▸ **WHAT THE EXERCISE ASKS**:
Only the lines of the data holding the string "ConfigError" need to be returned.

── AVAILABLE DATA

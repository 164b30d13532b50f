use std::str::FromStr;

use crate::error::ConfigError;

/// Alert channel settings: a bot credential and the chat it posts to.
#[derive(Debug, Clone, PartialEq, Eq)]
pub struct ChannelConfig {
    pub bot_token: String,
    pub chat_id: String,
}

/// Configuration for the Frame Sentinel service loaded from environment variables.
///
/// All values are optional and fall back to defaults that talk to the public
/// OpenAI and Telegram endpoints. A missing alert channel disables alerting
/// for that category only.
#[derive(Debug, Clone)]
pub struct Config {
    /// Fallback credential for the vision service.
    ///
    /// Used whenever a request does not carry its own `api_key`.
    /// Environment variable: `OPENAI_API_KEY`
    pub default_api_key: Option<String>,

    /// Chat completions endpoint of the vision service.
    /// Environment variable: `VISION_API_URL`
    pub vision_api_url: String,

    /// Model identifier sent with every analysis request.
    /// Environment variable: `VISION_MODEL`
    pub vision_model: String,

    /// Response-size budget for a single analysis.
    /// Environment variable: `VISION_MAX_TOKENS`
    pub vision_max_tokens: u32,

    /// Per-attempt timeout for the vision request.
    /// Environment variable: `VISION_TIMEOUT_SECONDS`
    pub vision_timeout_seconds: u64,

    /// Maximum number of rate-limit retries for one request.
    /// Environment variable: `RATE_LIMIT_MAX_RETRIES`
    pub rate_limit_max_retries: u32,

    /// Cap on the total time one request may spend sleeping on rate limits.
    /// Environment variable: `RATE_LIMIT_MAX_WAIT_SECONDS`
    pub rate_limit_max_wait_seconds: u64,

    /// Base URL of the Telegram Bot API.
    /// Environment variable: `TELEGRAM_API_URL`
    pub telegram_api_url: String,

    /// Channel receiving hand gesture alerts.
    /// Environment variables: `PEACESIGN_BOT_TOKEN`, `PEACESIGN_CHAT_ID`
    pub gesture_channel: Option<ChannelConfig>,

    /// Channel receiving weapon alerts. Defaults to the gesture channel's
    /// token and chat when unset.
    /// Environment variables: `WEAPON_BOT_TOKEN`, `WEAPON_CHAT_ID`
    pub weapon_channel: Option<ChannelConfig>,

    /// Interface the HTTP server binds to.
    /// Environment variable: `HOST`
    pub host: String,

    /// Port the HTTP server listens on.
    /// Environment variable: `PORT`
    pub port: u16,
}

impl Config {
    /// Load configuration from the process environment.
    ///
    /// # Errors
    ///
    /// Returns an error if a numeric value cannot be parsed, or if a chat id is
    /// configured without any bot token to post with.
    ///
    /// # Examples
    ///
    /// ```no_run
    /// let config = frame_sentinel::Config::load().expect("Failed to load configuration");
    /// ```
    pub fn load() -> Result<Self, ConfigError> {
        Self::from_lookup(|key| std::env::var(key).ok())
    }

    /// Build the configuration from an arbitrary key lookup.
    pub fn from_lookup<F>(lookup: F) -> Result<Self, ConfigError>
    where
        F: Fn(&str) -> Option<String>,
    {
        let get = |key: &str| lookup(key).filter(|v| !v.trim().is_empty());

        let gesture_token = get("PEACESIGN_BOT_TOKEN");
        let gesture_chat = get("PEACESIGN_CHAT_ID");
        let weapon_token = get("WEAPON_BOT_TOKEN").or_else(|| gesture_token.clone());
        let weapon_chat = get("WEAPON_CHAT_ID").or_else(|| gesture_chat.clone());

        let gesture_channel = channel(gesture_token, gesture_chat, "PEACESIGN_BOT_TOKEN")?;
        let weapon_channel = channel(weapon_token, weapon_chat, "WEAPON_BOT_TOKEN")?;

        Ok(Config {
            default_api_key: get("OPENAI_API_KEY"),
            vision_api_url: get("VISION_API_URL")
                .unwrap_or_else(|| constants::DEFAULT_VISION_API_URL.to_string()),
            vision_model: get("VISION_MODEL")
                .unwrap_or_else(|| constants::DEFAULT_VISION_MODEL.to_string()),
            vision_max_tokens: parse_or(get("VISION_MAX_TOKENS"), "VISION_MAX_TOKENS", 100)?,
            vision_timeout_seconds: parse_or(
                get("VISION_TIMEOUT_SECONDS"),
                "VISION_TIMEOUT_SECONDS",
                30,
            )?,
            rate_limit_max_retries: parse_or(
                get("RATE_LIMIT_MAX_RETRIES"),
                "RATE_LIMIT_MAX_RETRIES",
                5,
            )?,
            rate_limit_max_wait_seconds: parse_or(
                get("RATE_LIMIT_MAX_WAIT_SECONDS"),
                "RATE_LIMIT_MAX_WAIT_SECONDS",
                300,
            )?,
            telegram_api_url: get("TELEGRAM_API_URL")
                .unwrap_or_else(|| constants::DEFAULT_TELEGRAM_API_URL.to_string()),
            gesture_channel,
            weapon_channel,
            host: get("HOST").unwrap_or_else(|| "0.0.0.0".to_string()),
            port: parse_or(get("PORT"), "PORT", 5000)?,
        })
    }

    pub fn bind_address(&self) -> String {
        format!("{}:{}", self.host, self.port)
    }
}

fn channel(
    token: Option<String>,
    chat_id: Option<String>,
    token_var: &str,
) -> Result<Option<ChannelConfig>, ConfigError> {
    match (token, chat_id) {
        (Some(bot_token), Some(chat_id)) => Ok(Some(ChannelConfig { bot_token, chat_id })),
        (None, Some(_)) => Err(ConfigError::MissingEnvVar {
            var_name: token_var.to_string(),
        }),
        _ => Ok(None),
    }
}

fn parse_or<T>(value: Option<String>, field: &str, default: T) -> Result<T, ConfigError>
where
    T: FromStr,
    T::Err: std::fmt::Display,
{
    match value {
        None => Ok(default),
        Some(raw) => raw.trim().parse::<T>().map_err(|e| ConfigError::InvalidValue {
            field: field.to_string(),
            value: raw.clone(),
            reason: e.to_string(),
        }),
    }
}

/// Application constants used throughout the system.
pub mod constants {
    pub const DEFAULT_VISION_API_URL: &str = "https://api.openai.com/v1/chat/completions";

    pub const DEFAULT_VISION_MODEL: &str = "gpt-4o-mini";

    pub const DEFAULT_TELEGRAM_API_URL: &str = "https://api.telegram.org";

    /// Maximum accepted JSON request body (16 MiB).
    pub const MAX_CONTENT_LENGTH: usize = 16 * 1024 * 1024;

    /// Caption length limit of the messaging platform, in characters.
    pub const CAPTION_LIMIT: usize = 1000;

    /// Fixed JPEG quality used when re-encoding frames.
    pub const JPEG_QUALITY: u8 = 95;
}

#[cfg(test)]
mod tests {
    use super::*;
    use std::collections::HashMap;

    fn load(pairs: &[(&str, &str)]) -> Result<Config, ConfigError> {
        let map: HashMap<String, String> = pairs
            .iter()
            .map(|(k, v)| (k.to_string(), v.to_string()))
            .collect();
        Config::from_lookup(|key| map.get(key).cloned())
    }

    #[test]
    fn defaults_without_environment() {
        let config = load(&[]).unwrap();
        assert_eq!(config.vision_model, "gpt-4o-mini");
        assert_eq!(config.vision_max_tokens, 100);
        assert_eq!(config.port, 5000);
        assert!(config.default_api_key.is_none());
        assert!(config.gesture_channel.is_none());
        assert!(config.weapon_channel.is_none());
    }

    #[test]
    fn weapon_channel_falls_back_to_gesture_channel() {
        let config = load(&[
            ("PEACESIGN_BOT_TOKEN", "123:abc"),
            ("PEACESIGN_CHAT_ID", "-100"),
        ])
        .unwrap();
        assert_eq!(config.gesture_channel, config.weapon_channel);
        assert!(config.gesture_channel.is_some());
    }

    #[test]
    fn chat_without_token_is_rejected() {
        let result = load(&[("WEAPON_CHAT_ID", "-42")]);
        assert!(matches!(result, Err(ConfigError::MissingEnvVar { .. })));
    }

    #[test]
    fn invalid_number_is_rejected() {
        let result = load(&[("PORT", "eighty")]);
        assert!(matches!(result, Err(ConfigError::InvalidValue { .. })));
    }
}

────

▸ **EXERCISE OUTPUT**:
use crate::error::ConfigError;
    pub fn load() -> Result<Self, ConfigError> {
    pub fn from_lookup<F>(lookup: F) -> Result<Self, ConfigError>
) -> Result<Option<ChannelConfig>, ConfigError> {
        (None, Some(_)) => Err(ConfigError::MissingEnvVar {
fn parse_or<T>(value: Option<String>, field: &str, default: T) -> Result<T, ConfigError>
        Some(raw) => raw.trim().parse::<T>().map_err(|e| ConfigError::InvalidValue {
    fn load(pairs: &[(&str, &str)]) -> Result<Config, ConfigError> {
        assert!(matches!(result, Err(ConfigError::MissingEnvVar { .. })));
        assert!(matches!(result, Err(ConfigError::InvalidValue { .. })));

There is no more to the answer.